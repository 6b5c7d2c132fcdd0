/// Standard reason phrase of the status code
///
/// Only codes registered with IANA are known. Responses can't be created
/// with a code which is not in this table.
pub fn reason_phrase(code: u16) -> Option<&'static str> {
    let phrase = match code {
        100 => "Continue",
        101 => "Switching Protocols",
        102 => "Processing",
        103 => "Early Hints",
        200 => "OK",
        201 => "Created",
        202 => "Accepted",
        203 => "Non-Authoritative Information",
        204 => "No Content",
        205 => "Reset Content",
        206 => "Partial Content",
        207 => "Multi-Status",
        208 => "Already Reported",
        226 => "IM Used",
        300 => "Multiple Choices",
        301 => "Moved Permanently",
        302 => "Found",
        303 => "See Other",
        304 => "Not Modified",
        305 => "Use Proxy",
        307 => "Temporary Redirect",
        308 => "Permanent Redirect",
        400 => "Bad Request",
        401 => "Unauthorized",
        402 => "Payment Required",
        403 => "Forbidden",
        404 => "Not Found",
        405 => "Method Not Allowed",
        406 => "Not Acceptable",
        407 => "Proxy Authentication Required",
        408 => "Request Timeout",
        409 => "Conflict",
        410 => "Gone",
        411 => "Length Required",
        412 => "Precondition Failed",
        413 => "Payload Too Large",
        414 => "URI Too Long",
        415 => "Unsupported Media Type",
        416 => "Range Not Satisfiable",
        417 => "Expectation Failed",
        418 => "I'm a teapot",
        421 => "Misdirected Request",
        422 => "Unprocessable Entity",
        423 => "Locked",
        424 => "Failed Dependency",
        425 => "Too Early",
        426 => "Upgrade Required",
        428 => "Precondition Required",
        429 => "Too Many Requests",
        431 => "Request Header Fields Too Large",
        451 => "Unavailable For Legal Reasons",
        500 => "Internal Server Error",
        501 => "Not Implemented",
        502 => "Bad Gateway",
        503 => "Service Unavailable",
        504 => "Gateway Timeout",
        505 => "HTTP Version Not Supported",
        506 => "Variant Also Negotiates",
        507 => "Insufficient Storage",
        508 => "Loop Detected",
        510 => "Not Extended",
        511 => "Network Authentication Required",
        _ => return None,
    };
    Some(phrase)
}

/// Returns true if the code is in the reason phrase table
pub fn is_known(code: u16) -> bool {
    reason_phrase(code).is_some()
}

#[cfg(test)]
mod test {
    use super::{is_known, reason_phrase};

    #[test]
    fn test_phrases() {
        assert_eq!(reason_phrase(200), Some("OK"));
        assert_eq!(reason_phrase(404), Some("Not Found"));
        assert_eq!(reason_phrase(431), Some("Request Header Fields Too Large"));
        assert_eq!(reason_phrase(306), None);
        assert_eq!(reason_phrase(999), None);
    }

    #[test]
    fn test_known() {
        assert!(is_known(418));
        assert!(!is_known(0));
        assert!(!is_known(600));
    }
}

++++++

→ **TASK REQUIREMENTS**: Go through the material above and state how many lines hold the word "Content". Give only the number.

→ **ANSWER SECTION**: 3